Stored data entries
^^^^
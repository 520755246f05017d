//! Block tokenizer.
//!
//! Fenced code is split out of the raw text first, so nothing inside a fence
//! is ever seen by the line classifier or the inline tokenizer. The remaining
//! text is classified line by line.

use std::sync::LazyLock;

use regex::Regex;

use crate::ast::{Block, Inline, ListMarker, is_blank};
use crate::inline::parse_inlines;

// ---------------------------------------------------------------------------
// Regex patterns (compiled once)
// ---------------------------------------------------------------------------

/// A fenced region: three backticks, body, three backticks. May sit mid-line.
static FENCE_RE: LazyLock<Regex> =
    LazyLock::new(|| Regex::new(r"(?s)```(.*?)```").expect("fence regex"));

/// `#`, `##` or `###` followed by whitespace and a label.
static HEADING_RE: LazyLock<Regex> =
    LazyLock::new(|| Regex::new(r"^(#{1,3})[ \t]+(.+)$").expect("heading regex"));

/// One or more leading `>` markers.
static QUOTE_RE: LazyLock<Regex> =
    LazyLock::new(|| Regex::new(r"^(?:>[ \t]?)+(.*)$").expect("quote regex"));

/// `- item`, `* item`, `+ item`.
static BULLET_RE: LazyLock<Regex> =
    LazyLock::new(|| Regex::new(r"^[*+-][ \t]+(.+)$").expect("bullet regex"));

/// `1. item`.
static ORDERED_RE: LazyLock<Regex> =
    LazyLock::new(|| Regex::new(r"^(\d+)\.[ \t]+(.+)$").expect("ordered regex"));

// ---------------------------------------------------------------------------
// Parser
// ---------------------------------------------------------------------------

/// Parse text into a flat list of blocks.
pub fn parse(text: &str) -> Vec<Block> {
    let mut blocks = Vec::new();
    let mut cursor = 0;

    for caps in FENCE_RE.captures_iter(text) {
        let (Some(whole), Some(body)) = (caps.get(0), caps.get(1)) else {
            continue;
        };
        parse_lines(&text[cursor..whole.start()], &mut blocks);
        blocks.push(code_block(body.as_str()));
        cursor = whole.end();
    }

    parse_lines(&text[cursor..], &mut blocks);
    blocks
}

/// Split a fence body into an optional language tag and trimmed code.
fn code_block(body: &str) -> Block {
    let (lang, code) = match body.split_once('\n') {
        Some((info, rest)) => {
            let info = info.trim();
            if !info.is_empty() && !info.contains(char::is_whitespace) {
                (Some(info.to_string()), rest)
            } else {
                (None, body)
            }
        }
        None => (None, body),
    };

    Block::CodeBlock {
        lang,
        code: code.trim().to_string(),
    }
}

/// Accumulates consecutive paragraph or quote lines until a boundary.
#[derive(Default)]
struct Pending {
    paragraph: Vec<Inline>,
    quote: Vec<Inline>,
}

impl Pending {
    fn add_paragraph_line(&mut self, line: &str, blocks: &mut Vec<Block>) {
        self.flush_quote(blocks);
        append_line(&mut self.paragraph, line);
    }

    fn add_quote_line(&mut self, line: &str, blocks: &mut Vec<Block>) {
        self.flush_paragraph(blocks);
        append_line(&mut self.quote, line);
    }

    fn flush_paragraph(&mut self, blocks: &mut Vec<Block>) {
        let inlines = std::mem::take(&mut self.paragraph);
        if !is_blank(&inlines) {
            blocks.push(Block::Paragraph(inlines));
        }
    }

    fn flush_quote(&mut self, blocks: &mut Vec<Block>) {
        let inlines = std::mem::take(&mut self.quote);
        if !is_blank(&inlines) {
            blocks.push(Block::Quote(inlines));
        }
    }

    fn flush(&mut self, blocks: &mut Vec<Block>) {
        self.flush_paragraph(blocks);
        self.flush_quote(blocks);
    }
}

/// Append a line's inlines, separated from earlier lines by a soft break.
/// Lines that are empty once markers are dropped add nothing.
fn append_line(target: &mut Vec<Inline>, line: &str) {
    let inlines = parse_inlines(line);
    if is_blank(&inlines) {
        return;
    }
    if !target.is_empty() {
        target.push(Inline::SoftBreak);
    }
    target.extend(inlines);
}

fn parse_lines(text: &str, blocks: &mut Vec<Block>) {
    let mut pending = Pending::default();

    for line in text.split('\n') {
        let line = line.trim_end_matches('\r');

        if line.trim().is_empty() {
            pending.flush(blocks);
            continue;
        }

        if let Some(caps) = HEADING_RE.captures(line) {
            pending.flush(blocks);
            let children = parse_inlines(caps[2].trim());
            if !is_blank(&children) {
                blocks.push(Block::Heading {
                    level: u8::try_from(caps[1].len()).unwrap_or(3),
                    children,
                });
            }
            continue;
        }

        if let Some(caps) = QUOTE_RE.captures(line) {
            let body = &caps[1];
            if body.trim().is_empty() {
                // A bare `>` separates like a blank line.
                pending.flush(blocks);
            } else {
                pending.add_quote_line(body, blocks);
            }
            continue;
        }

        let item = if let Some(caps) = BULLET_RE.captures(line) {
            Some((ListMarker::Bullet, caps.get(1)))
        } else if let Some(caps) = ORDERED_RE.captures(line) {
            let number = caps[1].parse().unwrap_or(1);
            Some((ListMarker::Ordered(number), caps.get(2)))
        } else {
            None
        };

        if let Some((marker, Some(body))) = item {
            pending.flush(blocks);
            let children = parse_inlines(body.as_str());
            if !is_blank(&children) {
                blocks.push(Block::ListItem { marker, children });
            }
            continue;
        }

        pending.add_paragraph_line(line, blocks);
    }

    pending.flush(blocks);
}

#[cfg(test)]
mod tests {
    use super::*;
    use crate::ast::Emphasis;

    fn text(s: &str) -> Inline {
        Inline::Text(s.into())
    }

    #[test]
    fn headings_of_three_levels() {
        let blocks = parse("# One\n## Two\n### Three\n#### Four");
        assert_eq!(
            blocks,
            vec![
                Block::Heading { level: 1, children: vec![text("One")] },
                Block::Heading { level: 2, children: vec![text("Two")] },
                Block::Heading { level: 3, children: vec![text("Three")] },
                Block::Paragraph(vec![text("#### Four")]),
            ]
        );
    }

    #[test]
    fn heading_requires_space() {
        assert_eq!(parse("#tag"), vec![Block::Paragraph(vec![text("#tag")])]);
    }

    #[test]
    fn paragraphs_split_on_blank_lines() {
        assert_eq!(
            parse("a\nb\n\nc"),
            vec![
                Block::Paragraph(vec![text("a"), Inline::SoftBreak, text("b")]),
                Block::Paragraph(vec![text("c")]),
            ]
        );
    }

    #[test]
    fn quote_lines_merge_and_bare_marker_is_blank() {
        assert_eq!(
            parse("> one\n> two\n>\n> three"),
            vec![
                Block::Quote(vec![text("one"), Inline::SoftBreak, text("two")]),
                Block::Quote(vec![text("three")]),
            ]
        );
    }

    #[test]
    fn stacked_quote_markers_are_stripped() {
        assert_eq!(parse(">> deep"), vec![Block::Quote(vec![text("deep")])]);
    }

    #[test]
    fn quote_content_keeps_emphasis() {
        assert_eq!(
            parse("> quoted **text**"),
            vec![Block::Quote(vec![
                text("quoted "),
                Inline::Emphasis {
                    style: Emphasis::Bold,
                    children: vec![text("text")],
                },
            ])]
        );
    }

    #[test]
    fn list_items() {
        assert_eq!(
            parse("- a\n* b\n+ c\n3. d"),
            vec![
                Block::ListItem { marker: ListMarker::Bullet, children: vec![text("a")] },
                Block::ListItem { marker: ListMarker::Bullet, children: vec![text("b")] },
                Block::ListItem { marker: ListMarker::Bullet, children: vec![text("c")] },
                Block::ListItem { marker: ListMarker::Ordered(3), children: vec![text("d")] },
            ]
        );
    }

    #[test]
    fn bold_line_is_not_a_bullet() {
        assert_eq!(
            parse("**Note** here"),
            vec![Block::Paragraph(vec![
                Inline::Emphasis {
                    style: Emphasis::Bold,
                    children: vec![text("Note")],
                },
                text(" here"),
            ])]
        );
    }

    #[test]
    fn fenced_code_is_untouched() {
        assert_eq!(
            parse("```\n*not emphasis*\n```"),
            vec![Block::CodeBlock { lang: None, code: "*not emphasis*".into() }]
        );
    }

    #[test]
    fn fence_language_tag() {
        assert_eq!(
            parse("before\n```rust\nfn main() {}\n```\nafter"),
            vec![
                Block::Paragraph(vec![text("before")]),
                Block::CodeBlock { lang: Some("rust".into()), code: "fn main() {}".into() },
                Block::Paragraph(vec![text("after")]),
            ]
        );
    }

    #[test]
    fn inline_fence_without_newline() {
        assert_eq!(
            parse("```let x = 1;```"),
            vec![Block::CodeBlock { lang: None, code: "let x = 1;".into() }]
        );
    }

    #[test]
    fn unclosed_fence_is_text() {
        assert_eq!(parse("```rust"), vec![Block::Paragraph(vec![text("```rust")])]);
    }

    #[test]
    fn marker_only_lines_vanish() {
        assert_eq!(parse("***\n**\n*\n>"), vec![]);
        assert_eq!(parse("****"), vec![]);
    }

    #[test]
    fn crlf_line_endings() {
        assert_eq!(
            parse("# Title\r\nbody\r\n"),
            vec![
                Block::Heading { level: 1, children: vec![text("Title")] },
                Block::Paragraph(vec![text("body")]),
            ]
        );
    }
}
^^^^
> _What you should do_: Please retype the top of the data exactly, down to and including the line that holds "line by line.", and nothing further.

> _Expected answer_:
repository 520755246f05017d
//! Block tokenizer.
//!
//! Fenced code is split out of the raw text first, so nothing inside a fence
//! is ever seen by the line classifier or the inline tokenizer. The remaining
//! text is classified line by line.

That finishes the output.